The Swedish–Novgorodian Wars were a series of armed conflicts in the 12th and 13th centuries between the Novgorod Republic and medieval Sweden over control of the Gulf of Finland. The area formed part of the trade route from the Varangians to the Greeks and was strategically important for commerce, later becoming significant to the Hanseatic League.
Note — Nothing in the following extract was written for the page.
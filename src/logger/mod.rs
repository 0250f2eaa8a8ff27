//! Activity logging: JSONL append-only file fed by a dedicated logger thread.

pub mod activity;
pub mod jsonl;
The clashes between Catholic Swedes and Orthodox Novgorodians carried religious overtones, although no evidence exists of official crusade bulls being issued by the Pope before the 14th century.

==Background==
Scandinavians maintained trade relations and other links with Novgorod from the Viking Age onwards. Merchants from Gotland operated both their own trading house (Gutagård) and Saint Olaf's Church in Novgorod. Scandinavians also conducted occasional raids on Novgorodian settlements. Eiríkr Hákonarson raided Ladoga in 997, and his brother Sveinn Hákonarson did the same in 1015.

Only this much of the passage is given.